I wanted to test memory usage for objects in node.js. My approach was simple: I first use process.memoryUsage().heapUsed / 1024 / 1024
to get the baseline memory. And I have an array of sizes, i.e. the number of entries in objects const WIDTHS = [100, 500, 1000, 5000, 10000]

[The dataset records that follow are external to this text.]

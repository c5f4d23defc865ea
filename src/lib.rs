//! # Systemair Modbus - Fault-Tolerant Ventilation Unit Polling
//!
//! A register-map-driven Modbus TCP polling client for Systemair ventilation
//! units (SAVE and legacy CD4 panels), built to cope with the many gateways
//! sitting in front of them.
//!
//! ## Features
//!
//! - **Span Planning**: register definitions merged into as few reads as the gateway allows
//! - **Function Code Detection**: FC04 with a sticky, one-time fallback to FC03
//! - **Gateway Profiles**: `generic` for full implementations, `safe` for SAVE Connect
//! - **Retry & Backoff**: exponential backoff, busy-aware, with forced reconnect
//! - **Serialized I/O**: FIFO queue worker with post-write cooldown
//! - **Derived Values**: filter status, mode texts, flow and exhaust estimates
//!
//! ## Supported Function Codes
//!
//! | Code | Function | Use |
//! |------|----------|-----|
//! | 0x03 | Read Holding Registers | holding class, input alias |
//! | 0x04 | Read Input Registers | input class |
//! | 0x06 | Write Single Register | setpoints and commands |
//!
//! ## Quick Start
//!
//! ```rust,no_run
//! use systemair_modbus::{DeviceModel, GatewayProfile, ModbusResult, VentilationUnit};
//!
//! #[tokio::main]
//! async fn main() -> ModbusResult<()> {
//!     let unit = VentilationUnit::connect_tcp(
//!         "192.168.1.50",
//!         502,
//!         1,
//!         GatewayProfile::safe(),
//!         DeviceModel::Save,
//!         Some(368),
//!     );
//!
//!     unit.probe().await?;
//!     let values = unit.poll().await?;
//!     println!("{:?}", values.get("next_filter_change_status"));
//!
//!     unit.close().await;
//!     Ok(())
//! }
//! ```

// ============================================================================
// Core modules
// ============================================================================

/// Core error types and result handling
pub mod error;

/// Modbus protocol constants
pub mod constants;

/// Stack-allocated PDU buffer
pub mod pdu;

/// Function codes, requests, responses and call shapes
pub mod protocol;

/// Network transport layer for Modbus TCP
pub mod transport;

/// Fault-tolerant register client
pub mod client;

// ============================================================================
// Register model and decoding
// ============================================================================

/// Decoded value types
pub mod value;

/// Register definitions and device models
pub mod register_map;

/// Register tables per device model
pub mod models;

/// Raw word decoding and PDU helpers
pub mod codec;

/// Gateway timing and batching profiles
pub mod profile;

/// Read span planning
pub mod planner;

/// Values derived from decoded registers
pub mod derived;

// ============================================================================
// Host integration
// ============================================================================

/// One configured ventilation unit
pub mod device;

/// Unit configuration (TOML + environment)
pub mod config;

/// Subscriber setup for the poller binary
#[cfg(feature = "cli")]
pub mod logging;

#[cfg(test)]
mod test_support;

// ============================================================================
// Re-exports for convenience
// ============================================================================

// === Async runtime ===
pub use tokio;

// === Client API ===
pub use client::{InputAccess, LinkState, RegisterClient};
pub use device::VentilationUnit;

// === Error handling ===
pub use error::{ModbusError, ModbusResult};

// === Core types ===
pub use protocol::{ModbusFunction, ModbusRequest, ModbusResponse, SlaveId, UnitAddressing};
pub use register_map::{DeviceModel, Encoding, RegisterClass, RegisterDefinition, RegisterMap};
pub use value::{DecodedValueMap, Value};

// === Profiles and planning ===
pub use planner::ReadSpan;
pub use profile::{GatewayProfile, InputReadStrategy, ProfileKind};

// === Configuration ===
pub use config::{ConfigError, UnitConfig};

// === Transport ===
pub use transport::{ModbusTransport, TcpTransport, TransportStats};

// === Protocol limits ===
pub use constants::{MAX_PDU_SIZE, MAX_READ_REGISTERS};

/// Modbus TCP default port
pub const DEFAULT_TCP_PORT: u16 = 502;

/// Default Modbus unit (slave) id
pub const DEFAULT_UNIT_ID: u8 = 1;

/// Library version
pub const VERSION: &str = env!("CARGO_PKG_VERSION");
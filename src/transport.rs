//! Transport layer for Modbus TCP.
//!
//! [`ModbusTransport`] is the narrow seam between the polling client and the
//! wire: connect, send one request, close. [`TcpTransport`] implements it
//! with MBAP framing:
//!
//! ```text
//! | Transaction ID (2) | Protocol ID (2) = 0 | Length (2) | Unit ID (1) | PDU |
//! ```
//!
//! The transport connects lazily and reconnects on the next request after a
//! fault. Any I/O error, timeout or malformed frame drops the socket; an
//! exception response is a valid answer and keeps it.

use std::future::Future;
use std::time::Duration;

use bytes::{BufMut, BytesMut};
use tokio::io::{AsyncReadExt, AsyncWriteExt};
use tokio::net::TcpStream;
use tokio::time::timeout;
use tracing::{debug, info, trace};

use crate::constants::{MAX_MBAP_LENGTH, MBAP_HEADER_LEN};
use crate::error::{ModbusError, ModbusResult};
use crate::protocol::{ModbusRequest, ModbusResponse, SlaveId, UnitAddressing};

/// Format raw bytes as a hex string for packet logging
fn format_hex_packet(data: &[u8]) -> String {
    data.iter()
        .map(|b| format!("{:02X}", b))
        .collect::<Vec<_>>()
        .join(" ")
}

fn log_packet(direction: &str, data: &[u8], unit: SlaveId) {
    trace!("[MODBUS-TCP] {} unit:{} {}", direction, unit, format_hex_packet(data));
}

/// Transport abstraction used by the client.
///
/// A transport that cannot express a request's [`UnitAddressing`] returns
/// [`ModbusError::ShapeRejected`] without touching the wire, letting the
/// client try the next call shape.
pub trait ModbusTransport: Send {
    /// Open the connection if it is not open yet.
    fn connect(&mut self) -> impl Future<Output = ModbusResult<()>> + Send;

    /// Send one request and wait for its response.
    ///
    /// Exception responses surface as [`ModbusError::Exception`].
    fn request(
        &mut self,
        request: &ModbusRequest,
    ) -> impl Future<Output = ModbusResult<ModbusResponse>> + Send;

    fn is_connected(&self) -> bool;

    fn close(&mut self) -> impl Future<Output = ModbusResult<()>> + Send;

    fn get_stats(&self) -> TransportStats;
}

/// Transport layer statistics
#[derive(Debug, Clone, Default, PartialEq, Eq)]
pub struct TransportStats {
    pub requests_sent: u64,
    pub responses_received: u64,
    pub errors: u64,
    pub timeouts: u64,
    pub bytes_sent: u64,
    pub bytes_received: u64,
    /// Successful connects, including the first.
    pub connects: u64,
}

/// Modbus TCP transport
pub struct TcpTransport {
    host: String,
    port: u16,
    /// Unit addressed by [`UnitAddressing::TransportDefault`].
    default_unit: SlaveId,
    timeout: Duration,
    stream: Option<TcpStream>,
    transaction_id: u16,
    stats: TransportStats,
}

impl TcpTransport {
    /// Create a transport; no connection is made until first use.
    pub fn new(host: impl Into<String>, port: u16, default_unit: SlaveId, timeout: Duration) -> Self {
        Self {
            host: host.into(),
            port,
            default_unit,
            timeout,
            stream: None,
            transaction_id: 0,
            stats: TransportStats::default(),
        }
    }

    pub fn endpoint(&self) -> String {
        format!("{}:{}", self.host, self.port)
    }

    fn timeout_ms(&self) -> u64 {
        self.timeout.as_millis() as u64
    }

    fn next_transaction_id(&mut self) -> u16 {
        self.transaction_id = self.transaction_id.wrapping_add(1);
        if self.transaction_id == 0 {
            self.transaction_id = 1;
        }
        self.transaction_id
    }

    fn resolve_unit(&self, addressing: UnitAddressing) -> SlaveId {
        match addressing {
            UnitAddressing::Explicit(unit) => unit,
            UnitAddressing::TransportDefault => self.default_unit,
        }
    }

    /// Encode a request into an MBAP frame.
    fn encode_request(&mut self, request: &ModbusRequest) -> ModbusResult<(u16, SlaveId, BytesMut)> {
        let pdu = request.to_pdu()?;
        let unit = self.resolve_unit(request.unit);
        let transaction_id = self.next_transaction_id();

        let mut frame = BytesMut::with_capacity(MBAP_HEADER_LEN + 1 + pdu.len());
        frame.put_u16(transaction_id);
        frame.put_u16(0);
        frame.put_u16((1 + pdu.len()) as u16);
        frame.put_u8(unit);
        frame.put_slice(pdu.as_slice());

        Ok((transaction_id, unit, frame))
    }

    /// Write one frame and read one response frame.
    async fn exchange(stream: &mut TcpStream, frame: &[u8]) -> ModbusResult<BytesMut> {
        stream.write_all(frame).await?;

        let mut header = [0u8; MBAP_HEADER_LEN + 1];
        stream.read_exact(&mut header).await?;

        let protocol_id = u16::from_be_bytes([header[2], header[3]]);
        if protocol_id != 0 {
            return Err(ModbusError::frame(format!(
                "Unexpected protocol id {}",
                protocol_id
            )));
        }

        let length = usize::from(u16::from_be_bytes([header[4], header[5]]));
        if !(2..=MAX_MBAP_LENGTH).contains(&length) {
            return Err(ModbusError::frame(format!("Invalid MBAP length {}", length)));
        }

        let mut response = BytesMut::with_capacity(MBAP_HEADER_LEN + length);
        response.put_slice(&header);
        response.resize(MBAP_HEADER_LEN + length, 0);
        stream
            .read_exact(&mut response[MBAP_HEADER_LEN + 1..])
            .await?;

        Ok(response)
    }

    fn fail(&mut self, err: ModbusError) -> ModbusError {
        self.stats.errors += 1;
        if matches!(err, ModbusError::Timeout { .. }) {
            self.stats.timeouts += 1;
        }
        if err.is_transport_fault() {
            debug!("Dropping connection to {}: {}", self.endpoint(), err);
            self.stream = None;
        }
        err
    }
}

impl ModbusTransport for TcpTransport {
    async fn connect(&mut self) -> ModbusResult<()> {
        if self.stream.is_some() {
            return Ok(());
        }

        let endpoint = self.endpoint();
        let stream = match timeout(self.timeout, TcpStream::connect(endpoint.as_str())).await {
            Ok(Ok(stream)) => stream,
            Ok(Err(e)) => {
                self.stats.errors += 1;
                return Err(ModbusError::connection(format!(
                    "Failed to connect to {}: {}",
                    endpoint, e
                )));
            }
            Err(_) => {
                self.stats.errors += 1;
                self.stats.timeouts += 1;
                return Err(ModbusError::timeout(
                    format!("connect to {}", endpoint),
                    self.timeout_ms(),
                ));
            }
        };

        let _ = stream.set_nodelay(true);
        self.stream = Some(stream);
        self.stats.connects += 1;
        info!("Connected to Modbus TCP gateway {}", endpoint);
        Ok(())
    }

    async fn request(&mut self, request: &ModbusRequest) -> ModbusResult<ModbusResponse> {
        if self.stream.is_none() {
            self.connect().await?;
        }

        let (transaction_id, unit, frame) = self.encode_request(request)?;
        self.stats.requests_sent += 1;
        self.stats.bytes_sent += frame.len() as u64;
        log_packet("send", &frame, unit);

        let wait = self.timeout;
        let timeout_ms = self.timeout_ms();
        let Some(stream) = self.stream.as_mut() else {
            return Err(self.fail(ModbusError::connection("Not connected")));
        };

        let outcome = timeout(wait, Self::exchange(stream, &frame)).await;
        let response = match outcome {
            Ok(Ok(response)) => response,
            Ok(Err(e)) => return Err(self.fail(e)),
            Err(_) => {
                return Err(self.fail(ModbusError::timeout(
                    format!("{} @{}", request.function, request.address),
                    timeout_ms,
                )))
            }
        };

        self.stats.responses_received += 1;
        self.stats.bytes_received += response.len() as u64;
        log_packet("receive", &response, unit);

        let echoed_id = u16::from_be_bytes([response[0], response[1]]);
        if echoed_id != transaction_id {
            return Err(self.fail(ModbusError::frame(format!(
                "Transaction id mismatch: sent {}, got {}",
                transaction_id, echoed_id
            ))));
        }

        let response_unit = response[MBAP_HEADER_LEN];
        match ModbusResponse::from_pdu(response_unit, &response[MBAP_HEADER_LEN + 1..]) {
            Ok(parsed) => Ok(parsed),
            Err(e) => Err(self.fail(e)),
        }
    }

    fn is_connected(&self) -> bool {
        self.stream.is_some()
    }

    async fn close(&mut self) -> ModbusResult<()> {
        if let Some(mut stream) = self.stream.take() {
            let _ = stream.shutdown().await;
            debug!("Closed connection to {}", self.endpoint());
        }
        Ok(())
    }

    fn get_stats(&self) -> TransportStats {
        self.stats.clone()
    }
}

and I plan to loop through it and create objects of that size and compare the current memory usage with the baseline memory.
function memoryUsed() {
const mbUsed = process.memoryUsage().heapUsed / 1024 / 1024
return mbUsed
}
function createObject(size) {
const obj = {};
for (let i = 0; i < size; i++) {
obj[getRandomKey()] = i;
}
return obj;
}
const SIZES = [100, 500, 1000, 5000, 10000, 50000, 100000]
const memoryUsage = {}
function fn() {
SIZES.forEach(size => {
const before = memoryUsed()
const obj = makeObject(size)
const after = memoryUsed()
const diff = after - before
memoryUsage[width] = diff
})
}
console.log(memoryUsage)
but the results didn’t look correct:
{
'100': 0.58087158203125,
'500': 0.0586700439453125,
'1000': 0.15680694580078125,
'5000': 0.7640304565429688,
'10000': 0.30365753173828125,
'50000': 7.4157257080078125,
'100000': 0.8076553344726562,
}
It doesn’t make sense. Also, since the object memoryUsage
that records the memory usage itself takes up more memory as it grows so I think it adds some overhead.
What are some of the more robust and proper ways to benchmark memory usage in node.js?